[[ PROVIDED MATERIAL open ]]
//! `all_of` and `any_of`
//!
//! A composite task depends on each of its children. Every child releases
//! its dependency when it finishes, and the composite settles from its ready
//! hook once the last one is gone. Children reach the composite only through
//! a weak reference, so dropping every handle to a composite releases it
//! even while children are still queued.

use super::task::{Task, TaskState, WeakTask};
use crate::error::TaskError;
use crate::message::Value;
use parking_lot::Mutex;
use std::sync::Arc;

/// First unsuccessful child outcome seen by a composite
type FirstOutcome = Arc<Mutex<Option<(TaskState, TaskError)>>>;

/// Make `parent` depend on every child, calling `on_child` as each finishes
///
/// `on_child` runs before the child's dependency is released.
fn watch_children<F>(parent: &Task, on_child: F)
where
    F: Fn(&Task, &Task) + Clone + Send + 'static,
{
    for child in parent.children() {
        parent.block_on(child.id());
    }
    for child in parent.children() {
        let weak: WeakTask = parent.downgrade();
        let on_child = on_child.clone();
        child.on_finish(move |child| {
            let Some(parent) = weak.upgrade() else {
                return;
            };
            on_child(&parent, child);
            parent.release(child.id());
        });
    }
}

fn record_first(first: &FirstOutcome, child: &Task) {
    let state = child.state();
    if state == TaskState::Completed {
        return;
    }
    let mut first = first.lock();
    if first.is_none() {
        *first = Some((state, child.error().unwrap_or(TaskError::Cancelled)));
    }
}

/// Build a task that completes when every child completes
///
/// The composite stays pending until every child has finished. If any child
/// failed or was cancelled, the composite ends in the state and error of the
/// first such child; later ones are observed but do not overwrite it. An
/// empty input completes immediately. The result of a successful composite
/// is [`Value::Unit`]; per-child results stay available on
/// [`Task::children`].
pub fn all_of<I>(tasks: I) -> Task
where
    I: IntoIterator<Item = Task>,
{
    let parent = Task::composite(tasks.into_iter().collect());
    let first: FirstOutcome = Arc::new(Mutex::new(None));

    let seen = Arc::clone(&first);
    watch_children(&parent, move |_, child| record_first(&seen, child));

    parent.when_ready(move |parent| {
        let outcome = first.lock().take();
        match outcome {
            Some((state, err)) => {
                tracing::trace!(
                    task = %parent.id(),
                    error = %err,
                    "all_of finished unsuccessfully"
                );
                parent.settle(state, Err(err));
            }
            None => {
                parent.settle(TaskState::Completed, Ok(Value::Unit));
            }
        }
    });
    parent
}

/// Build a task that completes with the first successful child's result
///
/// Losing children keep running; their results are discarded. The
/// composite fails only once every child has failed, reporting the first
/// failure, and is cancelled if every child was cancelled. An empty input
/// fails immediately with [`TaskError::NoCandidates`].
pub fn any_of<I>(tasks: I) -> Task
where
    I: IntoIterator<Item = Task>,
{
    let parent = Task::composite(tasks.into_iter().collect());
    if parent.children().is_empty() {
        parent.settle(TaskState::Failed, Err(TaskError::NoCandidates));
        return parent;
    }

    let first_error: Arc<Mutex<Option<TaskError>>> = Arc::new(Mutex::new(None));
    let seen = Arc::clone(&first_error);
    watch_children(&parent, move |parent, child| {
        if let Some(value) = child.result() {
            parent.settle(TaskState::Completed, Ok(value));
            return;
        }
        if let Some(err) = child.error() {
            let mut first = seen.lock();
            if first.is_none() && err != TaskError::Cancelled {
                *first = Some(err);
            }
        }
    });

    // Settles only if no child succeeded
    parent.when_ready(move |parent| {
        let first = first_error.lock().take();
        match first {
            Some(err) => parent.settle(TaskState::Failed, Err(err)),
            None => parent.settle(TaskState::Cancelled, Err(TaskError::Cancelled)),
        };
    });
    parent
}

#[cfg(test)]
mod tests {
    use super::*;
    use crate::error::BoxError;
    use std::sync::atomic::{AtomicUsize, Ordering};

    fn failing(msg: &'static str) -> Task {
        Task::new(move || -> Result<(), BoxError> { Err(msg.into()) })
    }

    #[test]
    fn test_all_of_empty_completes() {
        let task = all_of(Vec::new());
        assert_eq!(task.state(), TaskState::Completed);
        assert!(task.is_composite());
    }

    #[test]
    fn test_all_of_waits_for_every_child() {
        let a = Task::new(|| Ok(1));
        let b = Task::new(|| Ok(2));
        let all = all_of(vec![a.clone(), b.clone()]);
        assert_eq!(all.children().len(), 2);

        a.execute();
        assert_eq!(all.state(), TaskState::Pending);
        b.execute();
        assert_eq!(all.state(), TaskState::Completed);
        assert_eq!(all.wait(), Ok(Value::Unit));
    }

    #[test]
    fn test_all_of_records_first_failure_once() {
        let a = failing("first");
        let b = failing("second");
        let c = Task::new(|| Ok(3));
        let all = all_of(vec![a.clone(), b.clone(), c.clone()]);

        let failures = Arc::new(AtomicUsize::new(0));
        let counter = failures.clone();
        all.on_failure(move |_| {
            counter.fetch_add(1, Ordering::SeqCst);
        });

        a.execute();
        b.execute();
        assert_eq!(all.state(), TaskState::Pending);
        c.execute();

        assert_eq!(all.state(), TaskState::Failed);
        assert_eq!(all.error(), Some(TaskError::Failed("first".into())));
        assert_eq!(failures.load(Ordering::SeqCst), 1);
    }

    #[test]
    fn test_all_of_failure_waits_for_pending_sibling() {
        let fast = failing("fast");
        let slow = Task::new(|| Ok("slow"));
        let all = all_of(vec![fast.clone(), slow.clone()]);

        fast.execute();
        assert_eq!(slow.state(), TaskState::Pending);
        assert_eq!(all.state(), TaskState::Pending);
        assert!(all.outcome().is_none());
        assert_eq!(all.dependency_count(), 1);

        slow.execute();
        assert_eq!(all.state(), TaskState::Failed);
        assert_eq!(all.error(), Some(TaskError::Failed("fast".into())));
        assert_eq!(slow.result(), Some(Value::from("slow")));
    }

    #[test]
    fn test_all_of_first_unsuccessful_child_decides() {
        let cancelled = Task::from_fn(|| {});
        let failed = failing("later");
        let all = all_of(vec![cancelled.clone(), failed.clone()]);

        cancelled.cancel();
        assert_eq!(all.state(), TaskState::Pending);
        failed.execute();
        assert_eq!(all.state(), TaskState::Cancelled);
        assert_eq!(all.error(), Some(TaskError::Cancelled));
    }

    #[test]
    fn test_all_of_child_cancelled() {
        let a = Task::from_fn(|| {});
        let all = all_of(vec![a.clone()]);
        a.cancel();
        assert_eq!(all.state(), TaskState::Cancelled);
        assert_eq!(all.error(), Some(TaskError::Cancelled));
    }

    #[test]
    fn test_all_of_already_finished_children() {
        let a = Task::new(|| Ok(1));
        a.execute();
        let all = all_of(vec![a]);
        assert_eq!(all.state(), TaskState::Completed);
    }

    #[test]
    fn test_any_of_empty_fails() {
        let task = any_of(Vec::new());
        assert_eq!(task.state(), TaskState::Failed);
        assert_eq!(task.error(), Some(TaskError::NoCandidates));
    }

    #[test]
    fn test_any_of_first_success_wins() {
        let a = failing("nope");
        let b = Task::new(|| Ok("b"));
        let c = Task::new(|| Ok("c"));
        let any = any_of(vec![a.clone(), b.clone(), c.clone()]);

        a.execute();
        assert_eq!(any.state(), TaskState::Pending);
        b.execute();
        assert_eq!(any.result(), Some(Value::from("b")));
        c.execute();
        assert_eq!(any.result(), Some(Value::from("b")));
        assert_eq!(c.state(), TaskState::Completed);
    }

    #[test]
    fn test_any_of_all_fail() {
        let a = failing("a");
        let b = failing("b");
        let any = any_of(vec![a.clone(), b.clone()]);
        b.execute();
        a.execute();
        assert_eq!(any.state(), TaskState::Failed);
        assert_eq!(any.error(), Some(TaskError::Failed("b".into())));
    }

    #[test]
    fn test_any_of_cancelled_only_when_all_cancelled() {
        let a = Task::from_fn(|| {});
        let b = Task::from_fn(|| {});
        let any = any_of(vec![a.clone(), b.clone()]);
        a.cancel();
        assert_eq!(any.state(), TaskState::Pending);
        b.cancel();
        assert_eq!(any.state(), TaskState::Cancelled);
    }

    #[test]
    fn test_dropped_composite_is_released() {
        let a = Task::from_fn(|| {});
        let weak = {
            let all = all_of(vec![a.clone()]);
            all.downgrade()
        };
        assert!(weak.upgrade().is_none());
        assert_eq!(a.execute(), TaskState::Completed);
    }
}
[[ PROVIDED MATERIAL closed ]]
(EXERCISE BRIEF): Copy all lines from the data that hold the word "crate".

(REPLY):
use crate::error::TaskError;
use crate::message::Value;
    use crate::error::BoxError;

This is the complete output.